| Aim of the task |
What number of lines in the material contain the word "studying"? Give that number alone.

━━━━

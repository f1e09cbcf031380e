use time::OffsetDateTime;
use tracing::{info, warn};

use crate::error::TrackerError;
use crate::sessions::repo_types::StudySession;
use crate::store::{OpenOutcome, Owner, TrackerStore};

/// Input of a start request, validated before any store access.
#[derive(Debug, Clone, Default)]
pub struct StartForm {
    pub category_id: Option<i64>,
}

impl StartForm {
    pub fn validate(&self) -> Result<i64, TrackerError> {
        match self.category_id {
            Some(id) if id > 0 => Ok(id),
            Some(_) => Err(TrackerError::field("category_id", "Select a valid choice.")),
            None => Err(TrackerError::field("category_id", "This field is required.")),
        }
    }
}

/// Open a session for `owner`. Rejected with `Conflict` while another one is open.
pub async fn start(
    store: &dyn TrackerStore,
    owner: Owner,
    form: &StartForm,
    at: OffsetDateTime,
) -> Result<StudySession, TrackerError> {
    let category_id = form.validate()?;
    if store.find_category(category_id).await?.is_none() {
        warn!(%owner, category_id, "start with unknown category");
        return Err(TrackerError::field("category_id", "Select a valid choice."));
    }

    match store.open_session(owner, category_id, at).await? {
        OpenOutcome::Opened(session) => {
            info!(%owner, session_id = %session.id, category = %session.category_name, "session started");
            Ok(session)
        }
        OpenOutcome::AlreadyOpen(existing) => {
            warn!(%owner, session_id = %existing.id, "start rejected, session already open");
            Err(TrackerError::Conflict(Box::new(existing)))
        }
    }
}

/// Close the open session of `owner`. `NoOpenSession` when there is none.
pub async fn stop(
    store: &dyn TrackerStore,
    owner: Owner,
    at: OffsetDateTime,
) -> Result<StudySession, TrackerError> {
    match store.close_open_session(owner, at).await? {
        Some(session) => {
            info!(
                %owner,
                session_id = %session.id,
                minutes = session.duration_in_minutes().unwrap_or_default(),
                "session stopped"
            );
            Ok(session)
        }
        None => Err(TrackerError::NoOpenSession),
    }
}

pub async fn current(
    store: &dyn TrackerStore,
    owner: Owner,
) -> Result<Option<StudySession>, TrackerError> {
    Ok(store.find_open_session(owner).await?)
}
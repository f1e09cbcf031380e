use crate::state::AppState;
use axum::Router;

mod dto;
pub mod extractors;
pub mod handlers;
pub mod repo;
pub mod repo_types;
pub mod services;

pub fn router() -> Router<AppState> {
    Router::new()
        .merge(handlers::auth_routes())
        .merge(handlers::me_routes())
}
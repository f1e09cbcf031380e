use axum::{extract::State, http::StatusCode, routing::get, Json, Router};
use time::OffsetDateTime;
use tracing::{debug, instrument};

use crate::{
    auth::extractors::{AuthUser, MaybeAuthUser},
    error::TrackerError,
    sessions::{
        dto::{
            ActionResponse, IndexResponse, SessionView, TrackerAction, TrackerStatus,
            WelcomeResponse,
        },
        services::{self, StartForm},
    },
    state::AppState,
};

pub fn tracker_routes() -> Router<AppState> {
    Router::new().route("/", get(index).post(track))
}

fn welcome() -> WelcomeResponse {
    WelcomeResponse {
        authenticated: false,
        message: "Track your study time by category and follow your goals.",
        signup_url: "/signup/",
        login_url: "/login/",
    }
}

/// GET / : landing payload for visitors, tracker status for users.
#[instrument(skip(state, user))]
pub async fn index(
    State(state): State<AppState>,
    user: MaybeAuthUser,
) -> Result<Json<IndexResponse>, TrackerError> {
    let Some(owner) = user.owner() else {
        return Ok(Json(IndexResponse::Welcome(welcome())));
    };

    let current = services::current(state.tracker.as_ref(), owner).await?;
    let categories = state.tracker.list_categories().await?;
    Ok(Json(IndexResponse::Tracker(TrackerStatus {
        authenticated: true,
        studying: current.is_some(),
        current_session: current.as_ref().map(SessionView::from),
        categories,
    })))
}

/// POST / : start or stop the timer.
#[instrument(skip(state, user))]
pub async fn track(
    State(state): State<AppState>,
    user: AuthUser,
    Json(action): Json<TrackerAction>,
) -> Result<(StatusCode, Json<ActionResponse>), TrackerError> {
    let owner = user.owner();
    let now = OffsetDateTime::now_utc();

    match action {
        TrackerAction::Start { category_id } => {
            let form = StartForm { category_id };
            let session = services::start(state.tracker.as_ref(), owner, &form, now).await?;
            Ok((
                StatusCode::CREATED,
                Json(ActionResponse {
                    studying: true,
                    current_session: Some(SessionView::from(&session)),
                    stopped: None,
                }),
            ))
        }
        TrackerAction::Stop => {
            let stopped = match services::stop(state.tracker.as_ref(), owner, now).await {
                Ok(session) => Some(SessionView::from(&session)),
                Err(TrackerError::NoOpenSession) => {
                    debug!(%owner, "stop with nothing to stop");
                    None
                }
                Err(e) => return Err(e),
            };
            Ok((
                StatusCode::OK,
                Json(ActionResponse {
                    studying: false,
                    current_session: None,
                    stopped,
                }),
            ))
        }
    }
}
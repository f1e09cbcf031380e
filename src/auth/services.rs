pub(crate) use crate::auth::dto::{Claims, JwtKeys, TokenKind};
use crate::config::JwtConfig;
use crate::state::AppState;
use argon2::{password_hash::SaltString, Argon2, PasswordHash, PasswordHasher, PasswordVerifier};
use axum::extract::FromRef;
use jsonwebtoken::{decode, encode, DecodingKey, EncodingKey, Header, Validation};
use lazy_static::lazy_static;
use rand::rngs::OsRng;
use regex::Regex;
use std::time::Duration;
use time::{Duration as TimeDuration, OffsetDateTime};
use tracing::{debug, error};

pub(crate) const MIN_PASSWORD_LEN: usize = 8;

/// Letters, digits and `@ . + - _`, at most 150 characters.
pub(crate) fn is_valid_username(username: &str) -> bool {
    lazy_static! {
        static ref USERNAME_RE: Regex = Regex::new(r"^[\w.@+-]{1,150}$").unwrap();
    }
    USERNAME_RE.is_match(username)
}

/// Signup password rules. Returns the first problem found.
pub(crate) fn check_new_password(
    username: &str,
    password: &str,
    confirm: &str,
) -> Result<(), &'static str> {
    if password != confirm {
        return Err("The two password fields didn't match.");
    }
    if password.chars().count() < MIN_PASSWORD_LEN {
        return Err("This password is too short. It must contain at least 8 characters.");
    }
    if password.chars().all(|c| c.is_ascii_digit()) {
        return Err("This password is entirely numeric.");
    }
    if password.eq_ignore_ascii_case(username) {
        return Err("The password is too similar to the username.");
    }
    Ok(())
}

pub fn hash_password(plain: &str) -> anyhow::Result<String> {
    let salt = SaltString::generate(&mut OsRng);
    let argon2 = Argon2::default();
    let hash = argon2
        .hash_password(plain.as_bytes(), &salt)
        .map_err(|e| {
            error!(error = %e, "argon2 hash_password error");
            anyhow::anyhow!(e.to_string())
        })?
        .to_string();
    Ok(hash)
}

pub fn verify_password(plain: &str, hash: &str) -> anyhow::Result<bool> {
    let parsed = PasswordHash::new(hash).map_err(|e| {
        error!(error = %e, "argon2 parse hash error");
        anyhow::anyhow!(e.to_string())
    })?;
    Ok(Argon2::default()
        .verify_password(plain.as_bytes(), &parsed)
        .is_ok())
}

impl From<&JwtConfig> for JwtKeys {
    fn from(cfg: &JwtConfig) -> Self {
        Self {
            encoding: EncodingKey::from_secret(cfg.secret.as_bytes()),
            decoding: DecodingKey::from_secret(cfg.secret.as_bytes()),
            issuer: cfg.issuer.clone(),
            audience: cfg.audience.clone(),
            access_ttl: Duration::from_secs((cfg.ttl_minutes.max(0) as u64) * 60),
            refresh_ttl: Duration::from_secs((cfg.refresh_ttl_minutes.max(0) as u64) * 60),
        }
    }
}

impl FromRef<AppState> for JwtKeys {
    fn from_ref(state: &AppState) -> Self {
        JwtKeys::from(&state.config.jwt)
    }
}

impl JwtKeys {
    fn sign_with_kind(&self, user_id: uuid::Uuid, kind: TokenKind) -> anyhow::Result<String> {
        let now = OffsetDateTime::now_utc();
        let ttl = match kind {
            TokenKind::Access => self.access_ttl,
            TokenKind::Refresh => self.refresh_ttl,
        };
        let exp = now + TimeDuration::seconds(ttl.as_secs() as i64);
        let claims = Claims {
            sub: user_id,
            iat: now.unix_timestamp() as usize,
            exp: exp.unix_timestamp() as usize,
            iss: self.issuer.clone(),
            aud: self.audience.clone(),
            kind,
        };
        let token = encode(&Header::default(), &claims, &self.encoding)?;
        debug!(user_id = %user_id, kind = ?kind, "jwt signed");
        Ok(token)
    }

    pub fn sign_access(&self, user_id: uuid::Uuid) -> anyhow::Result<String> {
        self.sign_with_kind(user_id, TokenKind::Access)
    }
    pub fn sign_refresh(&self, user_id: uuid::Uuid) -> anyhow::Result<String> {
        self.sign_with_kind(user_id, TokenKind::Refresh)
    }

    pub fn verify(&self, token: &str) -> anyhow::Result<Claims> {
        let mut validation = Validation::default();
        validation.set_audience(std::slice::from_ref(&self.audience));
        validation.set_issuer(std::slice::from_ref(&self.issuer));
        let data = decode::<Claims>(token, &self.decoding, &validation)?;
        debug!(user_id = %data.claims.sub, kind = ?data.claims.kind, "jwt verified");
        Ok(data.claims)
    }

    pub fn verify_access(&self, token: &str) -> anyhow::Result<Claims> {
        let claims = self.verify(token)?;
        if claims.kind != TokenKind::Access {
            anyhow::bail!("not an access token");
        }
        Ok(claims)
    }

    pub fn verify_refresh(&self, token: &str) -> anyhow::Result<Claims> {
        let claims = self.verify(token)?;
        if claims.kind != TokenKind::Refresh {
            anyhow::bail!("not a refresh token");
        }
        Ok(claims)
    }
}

━━━━

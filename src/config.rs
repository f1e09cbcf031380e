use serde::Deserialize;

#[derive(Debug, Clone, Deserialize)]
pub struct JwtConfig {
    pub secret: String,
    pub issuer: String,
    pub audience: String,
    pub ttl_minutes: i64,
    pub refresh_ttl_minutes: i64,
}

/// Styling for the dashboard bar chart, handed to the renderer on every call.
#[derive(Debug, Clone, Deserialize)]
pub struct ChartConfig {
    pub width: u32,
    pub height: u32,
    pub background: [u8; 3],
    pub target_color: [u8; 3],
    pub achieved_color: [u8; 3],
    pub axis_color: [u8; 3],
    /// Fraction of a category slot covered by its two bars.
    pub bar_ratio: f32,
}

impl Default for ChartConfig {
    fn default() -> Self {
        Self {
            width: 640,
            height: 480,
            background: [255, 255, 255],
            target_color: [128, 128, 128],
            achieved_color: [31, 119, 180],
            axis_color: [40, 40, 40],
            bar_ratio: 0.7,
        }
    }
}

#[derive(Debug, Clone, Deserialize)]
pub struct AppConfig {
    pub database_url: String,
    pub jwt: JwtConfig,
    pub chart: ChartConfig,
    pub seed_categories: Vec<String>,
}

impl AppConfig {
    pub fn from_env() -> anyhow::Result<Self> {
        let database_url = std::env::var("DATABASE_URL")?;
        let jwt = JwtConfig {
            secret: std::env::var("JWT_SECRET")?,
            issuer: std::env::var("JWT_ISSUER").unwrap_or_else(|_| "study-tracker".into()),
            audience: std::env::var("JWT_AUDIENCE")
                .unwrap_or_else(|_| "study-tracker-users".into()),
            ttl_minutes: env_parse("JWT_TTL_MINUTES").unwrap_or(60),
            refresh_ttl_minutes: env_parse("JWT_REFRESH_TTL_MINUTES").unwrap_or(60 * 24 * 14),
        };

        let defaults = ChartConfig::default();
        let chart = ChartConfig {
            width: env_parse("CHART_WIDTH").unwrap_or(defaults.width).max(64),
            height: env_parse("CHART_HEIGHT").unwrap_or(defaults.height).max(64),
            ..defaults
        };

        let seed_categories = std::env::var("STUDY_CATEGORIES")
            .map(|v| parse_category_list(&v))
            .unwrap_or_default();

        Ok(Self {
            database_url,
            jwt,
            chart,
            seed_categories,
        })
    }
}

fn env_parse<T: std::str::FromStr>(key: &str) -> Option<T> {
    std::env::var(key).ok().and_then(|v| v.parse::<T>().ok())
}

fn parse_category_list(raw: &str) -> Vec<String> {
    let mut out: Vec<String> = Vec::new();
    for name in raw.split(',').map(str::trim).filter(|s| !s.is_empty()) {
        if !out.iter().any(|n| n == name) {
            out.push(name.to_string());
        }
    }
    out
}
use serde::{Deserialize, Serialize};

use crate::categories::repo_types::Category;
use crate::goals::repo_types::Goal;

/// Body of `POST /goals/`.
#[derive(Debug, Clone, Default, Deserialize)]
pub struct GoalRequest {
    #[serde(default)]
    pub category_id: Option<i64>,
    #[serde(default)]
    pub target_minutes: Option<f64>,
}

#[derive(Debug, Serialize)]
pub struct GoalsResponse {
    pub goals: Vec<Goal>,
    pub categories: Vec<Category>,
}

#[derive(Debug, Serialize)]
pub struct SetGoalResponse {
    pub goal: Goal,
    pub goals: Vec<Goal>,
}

━━━━

| Answer for this exercise |
3